■ **Stored items**
========

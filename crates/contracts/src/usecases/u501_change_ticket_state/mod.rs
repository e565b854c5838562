pub mod control;
pub mod guard;
pub mod request;

pub use control::{ControlPhase, Decision, Outcome, StatusControl, UPDATE_FAILED};
pub use guard::{
    check_transition, confirmation_prompt, Transition, TransitionError, CONFIRM_TITLE,
    REJECT_TITLE,
};
pub use request::{StatusUpdateRequest, StatusUpdateResponse};

use crate::usecases::common::UseCaseMetadata;

pub struct ChangeTicketState;

impl UseCaseMetadata for ChangeTicketState {
    fn usecase_index() -> &'static str {
        "u501"
    }

    fn usecase_name() -> &'static str {
        "change_ticket_state"
    }

    fn display_name() -> &'static str {
        "Cambiar estado del ticket"
    }

    fn description() -> &'static str {
        "Avance del ticket por la cadena de estados con confirmación"
    }
}

#[cfg(test)]
mod tests {
    use super::*;

    #[test]
    fn test_full_name() {
        assert_eq!(ChangeTicketState::full_name(), "u501_change_ticket_state");
    }
}
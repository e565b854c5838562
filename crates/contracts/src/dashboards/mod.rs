pub mod d400_service_dashboard;
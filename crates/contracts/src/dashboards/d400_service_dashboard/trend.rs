use super::dto::KpiTrends;

/// KPI cards of the dashboard
#[derive(Debug, Clone, Copy, PartialEq, Eq, Hash)]
pub enum Kpi {
    ActiveTickets,
    AvgResolutionTime,
    ActiveWarranties,
    FacturadoSt,
    FacturadoRi,
}

impl Kpi {
    pub const ALL: [Kpi; 5] = [
        Kpi::ActiveTickets,
        Kpi::AvgResolutionTime,
        Kpi::ActiveWarranties,
        Kpi::FacturadoSt,
        Kpi::FacturadoRi,
    ];

    pub fn key(&self) -> &'static str {
        match self {
            Kpi::ActiveTickets => "active_tickets",
            Kpi::AvgResolutionTime => "avg_resolution_time",
            Kpi::ActiveWarranties => "active_warranties",
            Kpi::FacturadoSt => "facturado_st",
            Kpi::FacturadoRi => "facturado_ri",
        }
    }

    pub fn title(&self) -> &'static str {
        match self {
            Kpi::ActiveTickets => "Tickets activos",
            Kpi::AvgResolutionTime => "Tiempo promedio de resolución",
            Kpi::ActiveWarranties => "Garantías activas",
            Kpi::FacturadoSt => "Facturado ST",
            Kpi::FacturadoRi => "Facturado RI",
        }
    }
}

#[derive(Debug, Clone, Copy, PartialEq, Eq)]
pub enum TrendDirection {
    Up,
    Down,
    Flat,
}

impl TrendDirection {
    fn parse(raw: Option<&str>) -> Self {
        match raw.map(str::trim) {
            Some("up") => TrendDirection::Up,
            Some("down") => TrendDirection::Down,
            _ => TrendDirection::Flat,
        }
    }

    pub fn css_class(&self) -> &'static str {
        match self {
            TrendDirection::Up => "trend trend--up",
            TrendDirection::Down => "trend trend--down",
            TrendDirection::Flat => "trend trend--neutral",
        }
    }
}

/// What a KPI card shows under its value
#[derive(Debug, Clone, PartialEq)]
pub struct TrendView {
    pub direction: TrendDirection,
    pub text: String,
    progress: Option<f64>,
}

impl TrendView {
    /// Card without trend data
    pub fn missing() -> Self {
        Self {
            direction: TrendDirection::Flat,
            text: "--".to_string(),
            progress: None,
        }
    }

    /// Width of the progress bar, percent in `10..=100`
    pub fn progress_percent(&self) -> Option<f64> {
        self.progress
    }
}

impl KpiTrends {
    pub fn change(&self, kpi: Kpi) -> Option<f64> {
        match kpi {
            Kpi::ActiveTickets => self.active_tickets_change,
            Kpi::AvgResolutionTime => self.avg_resolution_time_change,
            Kpi::ActiveWarranties => self.active_warranties_change,
            Kpi::FacturadoSt => self.facturado_st_change,
            Kpi::FacturadoRi => self.facturado_ri_change,
        }
    }

    pub fn direction(&self, kpi: Kpi) -> Option<&str> {
        match kpi {
            Kpi::ActiveTickets => self.active_tickets_direction.as_deref(),
            Kpi::AvgResolutionTime => self.avg_resolution_time_direction.as_deref(),
            Kpi::ActiveWarranties => self.active_warranties_direction.as_deref(),
            Kpi::FacturadoSt => self.facturado_st_direction.as_deref(),
            Kpi::FacturadoRi => self.facturado_ri_direction.as_deref(),
        }
    }
}

pub fn kpi_trend(trends: Option<&KpiTrends>, kpi: Kpi) -> TrendView {
    let Some(trends) = trends else {
        return TrendView::missing();
    };
    let Some(change) = trends.change(kpi).filter(|c| c.is_finite()) else {
        return TrendView::missing();
    };

    let magnitude = change.abs();
    let progress = Some(magnitude.clamp(10.0, 100.0));

    if magnitude < 0.1 {
        return TrendView {
            direction: TrendDirection::Flat,
            text: "Sin cambios".to_string(),
            progress,
        };
    }

    let direction = TrendDirection::parse(trends.direction(kpi));
    let sign = match direction {
        TrendDirection::Up => "+",
        TrendDirection::Down => "-",
        TrendDirection::Flat => "",
    };
    TrendView {
        direction,
        text: format!("{}{:.1}%", sign, magnitude),
        progress,
    }
}

#[cfg(test)]
mod tests {
    use super::*;

    fn trends(change: f64, direction: &str) -> KpiTrends {
        KpiTrends {
            facturado_st_change: Some(change),
            facturado_st_direction: Some(direction.to_string()),
            ..Default::default()
        }
    }

    #[test]
    fn test_up_and_down() {
        let t = trends(12.345, "up");
        let view = kpi_trend(Some(&t), Kpi::FacturadoSt);
        assert_eq!(view.text, "+12.3%");
        assert_eq!(view.direction, TrendDirection::Up);
        assert_eq!(view.progress_percent(), Some(12.345));

        let t = trends(-4.0, "down");
        let view = kpi_trend(Some(&t), Kpi::FacturadoSt);
        assert_eq!(view.text, "-4.0%");
        assert_eq!(view.progress_percent(), Some(10.0));
    }

    #[test]
    fn test_no_change() {
        let t = trends(0.04, "up");
        let view = kpi_trend(Some(&t), Kpi::FacturadoSt);
        assert_eq!(view.text, "Sin cambios");
        assert_eq!(view.direction, TrendDirection::Flat);
    }

    #[test]
    fn test_missing() {
        assert_eq!(kpi_trend(None, Kpi::ActiveTickets), TrendView::missing());
        let t = trends(5.0, "up");
        assert_eq!(kpi_trend(Some(&t), Kpi::ActiveTickets).text, "--");
    }

    #[test]
    fn test_progress_is_clamped() {
        let t = trends(250.0, "up");
        assert_eq!(kpi_trend(Some(&t), Kpi::FacturadoSt).progress_percent(), Some(100.0));
    }
}
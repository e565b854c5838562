use contracts::domain::a001_ticket::{TicketId, TicketModule};
use contracts::domain::common::AggregateId;
use leptos::prelude::*;
use leptos_router::components::{Route, Router, Routes};
use leptos_router::hooks::use_params_map;
use leptos_router::path;

use crate::dashboards::ServiceDashboard;
use crate::domain::a001_ticket::ui::edit::TicketEditPage;
use crate::domain::a001_ticket::ui::list::TicketListPage;
use crate::layout::Shell;

#[component]
fn NotFound() -> impl IntoView {
    view! {
        <div class="page page--not-found">
            <h2>"Página no encontrada"</h2>
            <a href="/dashboard">"Volver al dashboard"</a>
        </div>
    }
}

/// `/edit_ticket/:id`; нечисловой id ведёт на «не найдено»
#[component]
fn EditTicketRoute() -> impl IntoView {
    let params = use_params_map();
    let id = move || {
        params
            .with(|p| p.get("id"))
            .and_then(|raw| TicketId::from_string(&raw).ok())
    };

    move || match id() {
        Some(id) => view! { <TicketEditPage id=id /> }.into_any(),
        None => view! { <NotFound /> }.into_any(),
    }
}

#[component]
pub fn AppRoutes() -> impl IntoView {
    view! {
        <Router>
            <Shell>
                <Routes fallback=|| view! { <NotFound /> }>
                    <Route path=path!("/") view=ServiceDashboard />
                    <Route path=path!("/dashboard") view=ServiceDashboard />
                    <Route
                        path=path!("/technical_service")
                        view=|| view! { <TicketListPage module=TicketModule::TechnicalService /> }
                    />
                    <Route
                        path=path!("/internal_repair")
                        view=|| view! { <TicketListPage module=TicketModule::InternalRepair /> }
                    />
                    <Route
                        path=path!("/warranty")
                        view=|| view! { <TicketListPage module=TicketModule::Warranty /> }
                    />
                    <Route
                        path=path!("/view_technical")
                        view=|| view! { <TicketListPage module=TicketModule::ViewTechnical /> }
                    />
                    <Route path=path!("/edit_ticket/:id") view=EditTicketRoute />
                </Routes>
            </Shell>
        </Router>
    }
}
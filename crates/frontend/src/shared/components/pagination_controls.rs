use crate::shared::icons::icon;
use contracts::shared::api_response::{page_window, PageItem, Pagination};
use leptos::prelude::*;

/// PaginationControls component - серверная пагинация
///
/// Кнопки строятся из `page_window`: текущая страница ±2, первая и
/// последняя, пропуски многоточием. При одной странице ничего не рисует.
#[component]
pub fn PaginationControls(
    /// Пагинация последнего ответа сервера
    #[prop(into)]
    pagination: Signal<Option<Pagination>>,

    /// Callback when page changes (1-based)
    on_page_change: Callback<u32>,

    /// Подпись "Mostrando a-b de N"
    #[prop(optional)]
    show_summary: bool,
) -> impl IntoView {
    let summary = move || {
        pagination.get().filter(|_| show_summary).map(|p| {
            let (from, to) = p.shown_range();
            view! {
                <span class="pagination-info">
                    {format!("Mostrando {}-{} de {}", from, to, p.total)}
                </span>
            }
        })
    };

    let buttons = move || {
        let Some(p) = pagination.get() else {
            return Vec::new();
        };
        page_window(&p)
            .into_iter()
            .map(|item| match item {
                PageItem::Prev { target, enabled } => view! {
                    <button
                        class="pagination-btn"
                        disabled=!enabled
                        title="Página anterior"
                        on:click=move |_| on_page_change.run(target)
                    >
                        {icon("chevron-left")}
                    </button>
                }
                .into_any(),
                PageItem::Page { number, current } => view! {
                    <button
                        class="pagination-btn"
                        class:pagination-btn--active=current
                        on:click=move |_| {
                            if !current {
                                on_page_change.run(number);
                            }
                        }
                    >
                        {number.to_string()}
                    </button>
                }
                .into_any(),
                PageItem::Gap => view! { <span class="pagination-gap">"…"</span> }.into_any(),
                PageItem::Next { target, enabled } => view! {
                    <button
                        class="pagination-btn"
                        disabled=!enabled
                        title="Página siguiente"
                        on:click=move |_| on_page_change.run(target)
                    >
                        {icon("chevron-right")}
                    </button>
                }
                .into_any(),
            })
            .collect::<Vec<_>>()
    };

    view! {
        <div class="pagination-controls">
            {summary}
            {buttons}
        </div>
    }
}
//! Configuration management subsystem.
//!
//! # Data Flow
//! ```text
//! config file (TOML)
//!     → loader.rs (parse & deserialize)
//!     → validation.rs (semantic checks)
//!     → CoordinatorConfig (validated, immutable)
//!     → lifecycle section seeds the Coordinator builder
//!     → observability section drives logging/metrics setup
//! ```
//!
//! # Design Decisions
//! - Config is immutable once loaded
//! - All fields have defaults to allow minimal configs
//! - Validation separates syntactic (serde) from semantic checks

pub mod loader;
pub mod schema;
pub mod validation;

pub use loader::{load_config, ConfigError};
pub use schema::CoordinatorConfig;
pub use schema::LifecycleConfig;
pub use schema::ObservabilityConfig;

========

■ **What needs to be done**
All lines with the word "Debug" need to be copied from the data above.

■ **Reply**
#[derive(Debug, Clone, Copy, PartialEq, Eq, Hash)]
#[derive(Debug, Clone, Copy, PartialEq, Eq)]
#[derive(Debug, Clone, PartialEq)]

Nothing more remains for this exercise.